This is the artifact for the following paper:
Kyeongmin Cho, Seungmin Jeon, Azalea Raad, Jeehoon Kang. Memento: A Framework for Detectable Recoverability in Persistent Memory. PLDI 2023.
- In §2, we describe how to design programs that are deterministically replayed after a crash. We do so using two primitive operations, detectably recoverable checkpoint and CAS, by composing them with usual control constructs such as sequential composition, conditionals, and loops.
- In §3, we design a core language for persistent programming and its associated type system for deterministic replay, and prove that well-typed programs are detectably recoverable.
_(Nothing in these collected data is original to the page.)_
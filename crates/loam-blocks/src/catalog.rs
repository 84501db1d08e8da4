use std::collections::HashMap;
use std::error::Error;
use std::fs;
use std::path::Path;

use serde::Deserialize;

use crate::BlockKind;

/// Seconds it takes to destroy each kind, indexed by wire code.
/// Water is free to "destroy"; `Air` has no entry at all.
const BUILTIN_HARDNESS: [f32; 5] = [0.5, 1.0, 1.5, 0.0, 2.5];

/// Static hardness table for the block set.
///
/// Lookups past the end of the table return 0.0 (instantly destructible).
/// That default covers `Air` and any future kind the table does not know
/// about; gameplay relies on it, so it is deliberate and kept.
#[derive(Clone, Debug)]
pub struct BlockCatalog {
    hardness: Vec<f32>,
}

impl Default for BlockCatalog {
    fn default() -> Self {
        Self::builtin()
    }
}

impl BlockCatalog {
    /// Catalog with the built-in hardness values.
    pub fn builtin() -> Self {
        Self {
            hardness: BUILTIN_HARDNESS.to_vec(),
        }
    }

    /// Destruction time for `kind`, or 0.0 when the table has no entry.
    #[inline]
    pub fn hardness(&self, kind: BlockKind) -> f32 {
        self.hardness_by_code(kind.code())
    }

    #[inline]
    pub fn hardness_by_code(&self, code: u8) -> f32 {
        self.hardness.get(code as usize).copied().unwrap_or(0.0)
    }

    /// Loads hardness overrides from a `[blocks]` table keyed by kind name.
    /// Unlisted kinds keep their built-in values; unknown names are rejected.
    pub fn from_toml_str(toml_str: &str) -> Result<Self, Box<dyn Error>> {
        let cfg: CatalogConfig = toml::from_str(toml_str)?;
        let mut catalog = Self::builtin();
        for (name, value) in cfg.blocks {
            let kind = BlockKind::from_name(&name)
                .ok_or_else(|| format!("unknown block kind {name:?} in catalog"))?;
            let ix = kind.code() as usize;
            if ix >= catalog.hardness.len() {
                return Err(format!("block kind {name:?} has no hardness slot").into());
            }
            if value < 0.0 {
                return Err(format!("negative hardness for {name:?}").into());
            }
            catalog.hardness[ix] = value;
        }
        Ok(catalog)
    }

    pub fn from_path(path: impl AsRef<Path>) -> Result<Self, Box<dyn Error>> {
        let s = fs::read_to_string(path)?;
        Self::from_toml_str(&s)
    }
}

#[derive(Deserialize)]
struct CatalogConfig {
    #[serde(default)]
    blocks: HashMap<String, f32>,
}
use loam_blocks::BlockKind;

use crate::atlas::{ATLAS_CELL, atlas_cell};
use crate::face::Face;

/// Surface geometry for one chunk, rebuilt in full on every meshing pass.
///
/// Positions are chunk-local (relative to the chunk origin). Each face
/// contributes 4 vertices, 4 UV pairs and 6 indices; nothing is ever
/// patched in place.
#[derive(Default, Clone)]
pub struct MeshBuffer {
    pub positions: Vec<f32>,
    pub uvs: Vec<f32>,
    pub indices: Vec<u32>,
    face_count: u32,
}

impl MeshBuffer {
    /// Clears all arrays but retains capacity for reuse across passes.
    #[inline]
    pub fn clear_keep_capacity(&mut self) {
        self.positions.clear();
        self.uvs.clear();
        self.indices.clear();
        self.face_count = 0;
    }

    /// Pre-reserves capacity for approximately `n` faces.
    #[inline]
    pub fn reserve_faces(&mut self, n: usize) {
        self.positions.reserve(n * 4 * 3);
        self.uvs.reserve(n * 4 * 2);
        self.indices.reserve(n * 6);
    }

    #[inline]
    pub fn face_count(&self) -> u32 {
        self.face_count
    }

    #[inline]
    pub fn vertex_count(&self) -> usize {
        self.positions.len() / 3
    }

    #[inline]
    pub fn is_empty(&self) -> bool {
        self.face_count == 0
    }

    /// Appends one unit-quad face of `kind` at the voxel whose center is
    /// `center` (already chunk-local).
    pub fn push_face(&mut self, center: [f32; 3], face: Face, kind: BlockKind) {
        let base = self.face_count * 4;
        for corner in face.corner_offsets() {
            self.positions.extend_from_slice(&[
                center[0] + corner[0],
                center[1] + corner[1],
                center[2] + corner[2],
            ]);
        }

        self.indices.extend_from_slice(&[
            base,
            base + 1,
            base + 2,
            base,
            base + 2,
            base + 3,
        ]);

        let (col, row) = atlas_cell(kind);
        let u0 = ATLAS_CELL * col as f32;
        let v0 = ATLAS_CELL * row as f32;
        let u1 = u0 + ATLAS_CELL;
        let v1 = v0 + ATLAS_CELL;
        self.uvs
            .extend_from_slice(&[u1, v0, u1, v1, u0, v1, u0, v0]);

        self.face_count += 1;
    }
}
use std::error::Error;
use std::fs;
use std::path::Path;

use serde::Deserialize;

pub const MIN_RENDER_DISTANCE: i32 = 1;
pub const MAX_RENDER_DISTANCE: i32 = 10;

/// World generation and streaming parameters.
///
/// Every field has a default, so an empty config file (or none at all)
/// produces the stock world. Elevation bands must satisfy
/// `water_level < sand_level < snow_level < max_height` and
/// `stone_depth < 0`; `validated()` enforces this after deserialization.
#[derive(Clone, Debug, Deserialize)]
pub struct WorldConfig {
    #[serde(default = "default_seed")]
    pub seed: i32,
    #[serde(default = "default_chunk_size")]
    pub chunk_size: i32,
    #[serde(default = "default_render_distance")]
    pub render_distance: i32,
    #[serde(default = "default_max_height")]
    pub max_height: i32,
    #[serde(default = "default_detail_scale")]
    pub detail_scale: f32,
    #[serde(default = "default_sand_level")]
    pub sand_level: i32,
    #[serde(default = "default_snow_level")]
    pub snow_level: i32,
    #[serde(default = "default_water_level")]
    pub water_level: i32,
    #[serde(default = "default_stone_depth")]
    pub stone_depth: i32,
}

fn default_seed() -> i32 {
    1231
}
fn default_chunk_size() -> i32 {
    15
}
fn default_render_distance() -> i32 {
    MIN_RENDER_DISTANCE
}
fn default_max_height() -> i32 {
    50
}
fn default_detail_scale() -> f32 {
    25.0
}
fn default_sand_level() -> i32 {
    15
}
fn default_snow_level() -> i32 {
    35
}
fn default_water_level() -> i32 {
    10
}
fn default_stone_depth() -> i32 {
    -15
}

impl Default for WorldConfig {
    fn default() -> Self {
        Self {
            seed: default_seed(),
            chunk_size: default_chunk_size(),
            render_distance: default_render_distance(),
            max_height: default_max_height(),
            detail_scale: default_detail_scale(),
            sand_level: default_sand_level(),
            snow_level: default_snow_level(),
            water_level: default_water_level(),
            stone_depth: default_stone_depth(),
        }
    }
}

impl WorldConfig {
    pub fn from_toml_str(toml_str: &str) -> Result<Self, Box<dyn Error>> {
        let cfg: WorldConfig = toml::from_str(toml_str)?;
        cfg.validated()
    }

    pub fn from_path(path: impl AsRef<Path>) -> Result<Self, Box<dyn Error>> {
        let s = fs::read_to_string(path)?;
        Self::from_toml_str(&s)
    }

    /// Checks band ordering and clamps the render distance into its range.
    pub fn validated(mut self) -> Result<Self, Box<dyn Error>> {
        if self.chunk_size < 1 {
            return Err("chunk_size must be positive".into());
        }
        if self.detail_scale <= 0.0 {
            return Err("detail_scale must be positive".into());
        }
        if !(self.water_level < self.sand_level
            && self.sand_level < self.snow_level
            && self.snow_level < self.max_height)
        {
            return Err("elevation bands must satisfy water < sand < snow < max_height".into());
        }
        if self.stone_depth >= 0 {
            return Err("stone_depth must be negative".into());
        }
        self.render_distance = self
            .render_distance
            .clamp(MIN_RENDER_DISTANCE, MAX_RENDER_DISTANCE);
        Ok(self)
    }

    /// Radius of the column footprint generated around a chunk origin.
    #[inline]
    pub fn generation_radius(&self) -> i32 {
        self.chunk_size / 2
    }
}
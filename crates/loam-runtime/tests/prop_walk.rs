use loam_blocks::BlockCatalog;
use loam_edit::EditStore;
use loam_runtime::{ChunkCoordinator, Progress, StepBudget};
use loam_world::WorldConfig;
use proptest::prelude::*;

proptest! {
    #![proptest_config(ProptestConfig::with_cases(8))]

    // Walking the viewpoint around arbitrarily never breaks the streaming
    // invariants: origins stay grid-aligned, the ring keeps its size, and
    // every completed pass leaves every chunk meshed.
    #[test]
    fn random_walks_keep_the_ring_consistent(
        steps in prop::collection::vec((-40.0f32..40.0, -40.0f32..40.0), 1..5),
    ) {
        let cfg = WorldConfig::default();
        let mut coord = ChunkCoordinator::new(cfg, BlockCatalog::builtin());
        let store = EditStore::new();

        let (mut x, mut z) = (0.0f32, 0.0f32);
        coord.update_center([x, 45.0, z], &store);
        coord.run_pass();

        for (dx, dz) in steps {
            x += dx;
            z += dz;
            if coord.update_center([x, 45.0, z], &store) {
                // interleave a few throttled slices before finishing
                for _ in 0..10 {
                    if coord.step(StepBudget::default()) != Progress::Working {
                        break;
                    }
                }
                coord.run_pass();
            }

            prop_assert_eq!(coord.chunks().count(), 25);
            for chunk in coord.chunks() {
                prop_assert_eq!(chunk.origin().x.rem_euclid(15), 0);
                prop_assert_eq!(chunk.origin().z.rem_euclid(15), 0);
                prop_assert_eq!(chunk.origin().y, 0);
                prop_assert!(chunk.mesh_ready());
            }
            prop_assert!(!coord.pass_in_flight());
        }
    }
}
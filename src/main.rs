//! Headless world-streaming driver: loads a world, streams chunks around
//! a walked path, applies edits and saves the session.

use std::error::Error;
use std::path::PathBuf;

use clap::Parser;
use loam_blocks::{BlockCatalog, BlockKind};
use loam_chunk::Step;
use loam_runtime::{ChunkCoordinator, Progress, StepBudget};
use loam_world::{BlockPos, WorldConfig};

#[derive(Parser, Debug)]
#[command(name = "loam", about = "voxel world streaming core")]
struct Args {
    /// World config (TOML). Missing file means stock settings.
    #[arg(long, default_value = "world.toml")]
    config: PathBuf,

    /// Save file holding player position and edits.
    #[arg(long, default_value = "world.sav")]
    save: PathBuf,

    /// Block catalog (TOML) with hardness overrides.
    #[arg(long)]
    catalog: Option<PathBuf>,

    /// Override the config's terrain seed.
    #[arg(long)]
    seed: Option<i32>,

    /// Override the config's render distance.
    #[arg(long)]
    render_distance: Option<i32>,

    /// Place a block: x,y,z,kind (kind by name or code). Repeatable.
    #[arg(long = "place", value_parser = parse_place)]
    places: Vec<(BlockPos, BlockKind)>,

    /// Walk the viewpoint to x,z (throttled streaming). Repeatable.
    #[arg(long = "walk", value_parser = parse_walk)]
    walks: Vec<(f32, f32)>,

    /// Skip writing the save file back on exit.
    #[arg(long)]
    no_save: bool,
}

fn parse_place(s: &str) -> Result<(BlockPos, BlockKind), String> {
    let parts: Vec<&str> = s.split(',').collect();
    if parts.len() != 4 {
        return Err("expected x,y,z,kind".into());
    }
    let mut coords = [0i32; 3];
    for (slot, part) in coords.iter_mut().zip(&parts) {
        *slot = part
            .trim()
            .parse()
            .map_err(|_| format!("bad coordinate {part:?}"))?;
    }
    let kind_text = parts[3].trim();
    let kind = BlockKind::from_name(kind_text)
        .or_else(|| kind_text.parse::<u8>().ok().and_then(BlockKind::from_code))
        .ok_or_else(|| format!("unknown block kind {kind_text:?}"))?;
    Ok((BlockPos::new(coords[0], coords[1], coords[2]), kind))
}

fn parse_walk(s: &str) -> Result<(f32, f32), String> {
    let parts: Vec<&str> = s.split(',').collect();
    if parts.len() != 2 {
        return Err("expected x,z".into());
    }
    let x = parts[0]
        .trim()
        .parse()
        .map_err(|_| format!("bad coordinate {:?}", parts[0]))?;
    let z = parts[1]
        .trim()
        .parse()
        .map_err(|_| format!("bad coordinate {:?}", parts[1]))?;
    Ok((x, z))
}

fn main() -> Result<(), Box<dyn Error>> {
    env_logger::Builder::from_env(env_logger::Env::default().default_filter_or("info")).init();
    let args = Args::parse();

    let mut cfg = if args.config.exists() {
        WorldConfig::from_path(&args.config)?
    } else {
        log::info!("no config at {}; using defaults", args.config.display());
        WorldConfig::default()
    };
    if let Some(seed) = args.seed {
        cfg.seed = seed;
    }
    if let Some(rd) = args.render_distance {
        cfg.render_distance = rd;
    }
    let cfg = cfg.validated()?;
    log::info!(
        "world: seed {} chunk_size {} render_distance {}",
        cfg.seed,
        cfg.chunk_size,
        cfg.render_distance
    );

    let catalog = match &args.catalog {
        Some(path) => BlockCatalog::from_path(path)?,
        None => BlockCatalog::builtin(),
    };
    let mut store = loam_io::load_store(&args.save)?;
    let mut player = store.player_position();

    let mut coord = ChunkCoordinator::new(cfg, catalog);
    coord.warm_up();
    while coord.step_warm_up(8) == Step::Yielded {}
    log::info!("pool warmed: {} instances", coord.pool_stats().available);

    // Startup runs immediately; the player should not watch terrain appear.
    coord.update_center(player, &store);
    coord.run_pass();
    report(&coord);

    for (pos, kind) in &args.places {
        if coord.place_block(*pos, *kind, &mut store) {
            log::info!(
                "placed {} at {pos} (hardness {})",
                kind.name(),
                coord.hardness_at(*pos)
            );
        }
    }

    for (x, z) in &args.walks {
        player = [*x, player[1], *z];
        if coord.update_center(player, &store) {
            let mut slices = 0usize;
            while coord.step(StepBudget::default()) == Progress::Working {
                slices += 1;
            }
            log::info!("walked to ({x}, {z}) in {slices} slices");
            report(&coord);
        } else {
            log::info!("walked to ({x}, {z}); same chunk, nothing to stream");
        }
    }

    store.set_player_position(player);
    if !args.no_save {
        loam_io::save_store(&args.save, &store)?;
    }
    Ok(())
}

fn report(coord: &ChunkCoordinator) {
    let chunks = coord.chunks().count();
    let renderable = coord.renderable().count();
    let faces: u32 = coord.renderable().map(|c| c.mesh().face_count()).sum();
    let voxels: usize = coord.chunks().map(|c| c.voxel_count()).sum();
    log::info!(
        "{chunks} chunks resident ({renderable} renderable), {voxels} voxels, {faces} faces"
    );
}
- In §4, we present an implementation of our core language in the Intel-x86 Optane DCPMM architecture. Our construction is not tightly coupled with Intel-x86, and we believe that our implementation can be straightforwardly adapted to other PM architectures.
- In §5, we adapt several volatile, lock-free data structures (DSs) to satisfy our type system, automatically deriving detectable, persistent lock-free DSs. These include a detectable, persistent linked-list Harris 2001, Treiber stack Treiber 1986, Michael-Scott queue Michael and Scott 1996, a combining queue, and Clevel hash table Chen et al. 2020. In doing so, we capture the optimizations of hand-tuned persistent lock-free DSs with additional primitives and type derivation rules (§B and §C), and support safe memory reclamation even in the presence of crashes (§D).
- In §6, we evaluate the detectability and performance of our CAS and automatically derived persistent DSs. They recover from random thread crashes in stress tests (§6.1); and perform comparably with the existing persistent DSs with and without detectability (§6.2).
- Implementation of the Memento framework and its primitives (§4 : src/pmem/ and src/ploc/)
- Implementation of several detectably persistent DSs based on Memento (§5 : src/ds/)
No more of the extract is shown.